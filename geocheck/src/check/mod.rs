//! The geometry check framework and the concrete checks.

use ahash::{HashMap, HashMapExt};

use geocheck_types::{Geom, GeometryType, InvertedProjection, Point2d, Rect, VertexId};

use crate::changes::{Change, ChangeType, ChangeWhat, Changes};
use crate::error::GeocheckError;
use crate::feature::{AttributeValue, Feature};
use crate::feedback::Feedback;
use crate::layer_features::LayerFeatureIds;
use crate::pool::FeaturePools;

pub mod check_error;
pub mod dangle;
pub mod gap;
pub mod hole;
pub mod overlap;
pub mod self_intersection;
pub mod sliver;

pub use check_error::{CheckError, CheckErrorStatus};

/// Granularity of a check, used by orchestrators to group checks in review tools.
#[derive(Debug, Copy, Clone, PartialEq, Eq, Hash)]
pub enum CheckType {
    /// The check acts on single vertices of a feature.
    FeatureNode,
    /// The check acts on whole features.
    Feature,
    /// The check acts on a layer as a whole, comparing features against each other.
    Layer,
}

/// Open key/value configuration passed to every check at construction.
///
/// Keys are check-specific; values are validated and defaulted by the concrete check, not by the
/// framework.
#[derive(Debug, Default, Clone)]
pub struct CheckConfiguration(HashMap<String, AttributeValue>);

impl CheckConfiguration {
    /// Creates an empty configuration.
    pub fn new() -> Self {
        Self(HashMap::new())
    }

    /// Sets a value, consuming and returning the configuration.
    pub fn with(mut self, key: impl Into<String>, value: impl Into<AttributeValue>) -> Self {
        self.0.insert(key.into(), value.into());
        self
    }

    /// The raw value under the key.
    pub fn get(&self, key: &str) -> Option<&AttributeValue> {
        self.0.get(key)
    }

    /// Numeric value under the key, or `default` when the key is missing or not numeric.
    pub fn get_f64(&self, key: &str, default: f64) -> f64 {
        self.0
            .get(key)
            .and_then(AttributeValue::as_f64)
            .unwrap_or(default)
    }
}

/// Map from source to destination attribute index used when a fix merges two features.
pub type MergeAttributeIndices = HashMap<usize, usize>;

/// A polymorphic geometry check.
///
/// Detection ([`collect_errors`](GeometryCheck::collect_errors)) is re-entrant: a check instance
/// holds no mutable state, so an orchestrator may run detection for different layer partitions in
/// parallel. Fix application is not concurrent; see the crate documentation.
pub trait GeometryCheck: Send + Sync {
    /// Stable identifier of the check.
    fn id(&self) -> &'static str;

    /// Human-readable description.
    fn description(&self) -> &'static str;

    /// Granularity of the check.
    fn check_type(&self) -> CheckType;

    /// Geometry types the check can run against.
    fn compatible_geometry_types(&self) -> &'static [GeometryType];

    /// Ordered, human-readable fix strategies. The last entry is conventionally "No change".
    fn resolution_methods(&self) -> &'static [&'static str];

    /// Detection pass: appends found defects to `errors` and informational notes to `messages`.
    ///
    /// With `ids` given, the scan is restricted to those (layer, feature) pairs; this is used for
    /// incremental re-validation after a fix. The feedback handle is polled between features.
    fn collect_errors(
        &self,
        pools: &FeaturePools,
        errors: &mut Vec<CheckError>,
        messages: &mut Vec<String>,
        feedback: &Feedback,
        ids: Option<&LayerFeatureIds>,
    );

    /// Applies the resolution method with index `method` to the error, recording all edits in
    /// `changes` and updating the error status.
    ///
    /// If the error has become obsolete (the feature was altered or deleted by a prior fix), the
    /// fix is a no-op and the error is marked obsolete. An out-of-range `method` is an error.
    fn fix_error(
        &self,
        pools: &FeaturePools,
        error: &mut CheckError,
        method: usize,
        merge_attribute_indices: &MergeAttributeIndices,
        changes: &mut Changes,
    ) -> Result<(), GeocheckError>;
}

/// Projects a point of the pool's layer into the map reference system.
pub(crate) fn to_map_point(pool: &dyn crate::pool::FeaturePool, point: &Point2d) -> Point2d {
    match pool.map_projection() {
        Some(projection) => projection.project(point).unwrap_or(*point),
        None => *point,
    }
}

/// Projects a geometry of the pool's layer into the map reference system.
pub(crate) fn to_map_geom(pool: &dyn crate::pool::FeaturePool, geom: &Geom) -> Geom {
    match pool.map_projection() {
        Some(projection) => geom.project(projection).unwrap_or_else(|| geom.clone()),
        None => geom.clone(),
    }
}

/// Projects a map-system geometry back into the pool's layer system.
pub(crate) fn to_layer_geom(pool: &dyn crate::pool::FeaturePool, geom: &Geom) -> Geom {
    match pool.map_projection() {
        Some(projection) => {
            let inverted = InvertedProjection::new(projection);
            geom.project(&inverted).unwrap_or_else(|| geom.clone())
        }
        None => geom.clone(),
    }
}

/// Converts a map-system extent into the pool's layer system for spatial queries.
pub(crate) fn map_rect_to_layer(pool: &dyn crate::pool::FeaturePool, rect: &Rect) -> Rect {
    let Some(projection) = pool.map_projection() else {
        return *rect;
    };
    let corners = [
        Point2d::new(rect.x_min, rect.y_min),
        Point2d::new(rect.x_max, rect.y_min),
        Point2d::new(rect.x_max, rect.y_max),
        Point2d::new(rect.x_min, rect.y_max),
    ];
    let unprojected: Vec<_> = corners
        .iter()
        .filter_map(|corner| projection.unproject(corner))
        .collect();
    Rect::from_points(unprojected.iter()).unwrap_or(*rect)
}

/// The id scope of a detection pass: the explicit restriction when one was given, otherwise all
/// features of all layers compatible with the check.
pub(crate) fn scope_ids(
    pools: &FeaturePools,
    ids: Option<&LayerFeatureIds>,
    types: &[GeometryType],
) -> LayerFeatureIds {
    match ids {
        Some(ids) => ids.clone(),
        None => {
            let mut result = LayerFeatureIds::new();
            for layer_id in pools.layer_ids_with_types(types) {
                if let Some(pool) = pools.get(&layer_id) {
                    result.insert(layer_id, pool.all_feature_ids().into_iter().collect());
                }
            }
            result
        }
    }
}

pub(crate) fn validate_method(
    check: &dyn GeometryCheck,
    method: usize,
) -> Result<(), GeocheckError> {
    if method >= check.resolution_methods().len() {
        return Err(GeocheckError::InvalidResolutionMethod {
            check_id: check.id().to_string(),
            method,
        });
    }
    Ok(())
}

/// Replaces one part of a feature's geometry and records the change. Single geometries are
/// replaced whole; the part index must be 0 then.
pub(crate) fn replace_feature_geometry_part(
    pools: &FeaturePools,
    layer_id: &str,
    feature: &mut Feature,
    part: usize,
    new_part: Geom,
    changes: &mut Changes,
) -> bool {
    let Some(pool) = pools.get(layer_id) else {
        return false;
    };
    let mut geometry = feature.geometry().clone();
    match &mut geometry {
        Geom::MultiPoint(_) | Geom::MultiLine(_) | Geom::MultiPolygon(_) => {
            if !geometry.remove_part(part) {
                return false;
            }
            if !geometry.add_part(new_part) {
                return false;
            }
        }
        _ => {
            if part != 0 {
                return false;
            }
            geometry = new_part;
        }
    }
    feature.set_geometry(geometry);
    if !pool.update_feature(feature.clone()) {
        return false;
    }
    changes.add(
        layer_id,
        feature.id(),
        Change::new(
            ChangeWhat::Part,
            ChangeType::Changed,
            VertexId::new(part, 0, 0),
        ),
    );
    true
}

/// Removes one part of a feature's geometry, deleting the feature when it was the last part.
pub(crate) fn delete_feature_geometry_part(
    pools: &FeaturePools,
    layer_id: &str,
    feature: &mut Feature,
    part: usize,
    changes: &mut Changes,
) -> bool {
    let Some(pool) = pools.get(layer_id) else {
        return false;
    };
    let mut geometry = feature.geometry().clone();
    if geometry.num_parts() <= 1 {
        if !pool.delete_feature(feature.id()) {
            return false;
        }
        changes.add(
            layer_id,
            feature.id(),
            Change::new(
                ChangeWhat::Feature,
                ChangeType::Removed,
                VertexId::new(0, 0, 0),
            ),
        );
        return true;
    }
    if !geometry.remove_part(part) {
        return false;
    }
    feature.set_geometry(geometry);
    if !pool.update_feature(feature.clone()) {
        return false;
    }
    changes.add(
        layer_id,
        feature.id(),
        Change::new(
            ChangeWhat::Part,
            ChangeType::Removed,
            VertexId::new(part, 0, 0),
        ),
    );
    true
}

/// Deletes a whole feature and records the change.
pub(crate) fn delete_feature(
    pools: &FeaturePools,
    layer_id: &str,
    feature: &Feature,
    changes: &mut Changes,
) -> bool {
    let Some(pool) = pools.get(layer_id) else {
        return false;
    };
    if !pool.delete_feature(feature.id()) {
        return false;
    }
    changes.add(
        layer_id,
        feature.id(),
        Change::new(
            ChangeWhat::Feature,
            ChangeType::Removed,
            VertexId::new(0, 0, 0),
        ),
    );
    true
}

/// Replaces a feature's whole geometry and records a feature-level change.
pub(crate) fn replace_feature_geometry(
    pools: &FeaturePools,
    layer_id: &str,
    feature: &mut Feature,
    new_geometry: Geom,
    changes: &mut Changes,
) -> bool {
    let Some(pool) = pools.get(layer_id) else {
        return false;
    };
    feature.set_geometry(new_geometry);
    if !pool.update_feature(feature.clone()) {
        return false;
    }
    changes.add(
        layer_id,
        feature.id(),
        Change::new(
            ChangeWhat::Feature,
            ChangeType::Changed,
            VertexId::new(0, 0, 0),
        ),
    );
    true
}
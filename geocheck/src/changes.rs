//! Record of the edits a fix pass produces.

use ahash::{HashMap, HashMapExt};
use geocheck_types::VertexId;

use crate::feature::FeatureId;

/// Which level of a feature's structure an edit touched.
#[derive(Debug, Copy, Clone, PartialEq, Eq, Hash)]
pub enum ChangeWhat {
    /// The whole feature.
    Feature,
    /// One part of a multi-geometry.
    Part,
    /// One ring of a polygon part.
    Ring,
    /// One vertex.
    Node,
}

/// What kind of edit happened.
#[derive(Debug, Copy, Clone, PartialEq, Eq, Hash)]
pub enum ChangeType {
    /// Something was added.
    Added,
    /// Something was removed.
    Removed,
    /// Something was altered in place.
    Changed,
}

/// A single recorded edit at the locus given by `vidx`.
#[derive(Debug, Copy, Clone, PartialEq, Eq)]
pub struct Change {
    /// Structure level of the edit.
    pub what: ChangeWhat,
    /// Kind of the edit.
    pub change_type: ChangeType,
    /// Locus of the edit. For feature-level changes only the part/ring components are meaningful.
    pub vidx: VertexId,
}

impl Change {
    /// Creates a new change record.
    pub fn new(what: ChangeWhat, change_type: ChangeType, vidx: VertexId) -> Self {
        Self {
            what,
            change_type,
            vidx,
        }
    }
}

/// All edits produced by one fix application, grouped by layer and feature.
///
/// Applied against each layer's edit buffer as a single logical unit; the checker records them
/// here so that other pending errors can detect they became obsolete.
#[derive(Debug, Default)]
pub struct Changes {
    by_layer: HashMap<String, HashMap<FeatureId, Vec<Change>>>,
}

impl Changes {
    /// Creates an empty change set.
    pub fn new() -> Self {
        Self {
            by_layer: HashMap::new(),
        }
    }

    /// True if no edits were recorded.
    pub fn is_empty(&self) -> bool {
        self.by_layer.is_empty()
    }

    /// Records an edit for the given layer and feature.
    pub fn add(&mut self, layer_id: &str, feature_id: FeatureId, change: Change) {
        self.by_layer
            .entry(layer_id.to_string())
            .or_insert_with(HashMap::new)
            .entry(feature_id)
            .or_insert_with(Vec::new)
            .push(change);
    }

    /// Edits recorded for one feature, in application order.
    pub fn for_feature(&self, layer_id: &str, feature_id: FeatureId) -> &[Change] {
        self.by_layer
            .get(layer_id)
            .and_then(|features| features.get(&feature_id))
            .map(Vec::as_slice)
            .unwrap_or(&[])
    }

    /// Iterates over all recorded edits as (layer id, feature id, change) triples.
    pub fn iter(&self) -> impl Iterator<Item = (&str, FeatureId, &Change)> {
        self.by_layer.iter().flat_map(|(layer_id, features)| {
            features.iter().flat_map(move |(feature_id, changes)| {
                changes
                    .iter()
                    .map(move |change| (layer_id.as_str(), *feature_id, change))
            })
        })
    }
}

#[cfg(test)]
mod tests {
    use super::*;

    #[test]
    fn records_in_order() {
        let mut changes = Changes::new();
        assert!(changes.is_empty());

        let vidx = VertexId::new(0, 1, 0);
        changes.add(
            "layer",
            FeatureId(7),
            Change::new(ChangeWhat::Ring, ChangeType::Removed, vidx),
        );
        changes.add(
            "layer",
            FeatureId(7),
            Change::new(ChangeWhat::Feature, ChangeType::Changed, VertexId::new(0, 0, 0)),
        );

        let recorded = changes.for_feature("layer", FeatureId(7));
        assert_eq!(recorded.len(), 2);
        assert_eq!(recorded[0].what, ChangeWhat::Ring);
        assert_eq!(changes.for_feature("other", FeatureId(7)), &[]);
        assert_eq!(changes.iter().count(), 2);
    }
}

* **Brief**: Look for "vidx" in each line of the material, then copy the lines where it is found.

* **Answer to the exercise**:
/// A single recorded edit at the locus given by `vidx`.
    pub vidx: VertexId,
    pub fn new(what: ChangeWhat, change_type: ChangeType, vidx: VertexId) -> Self {
            vidx,
        let vidx = VertexId::new(0, 1, 0);
            Change::new(ChangeWhat::Ring, ChangeType::Removed, vidx),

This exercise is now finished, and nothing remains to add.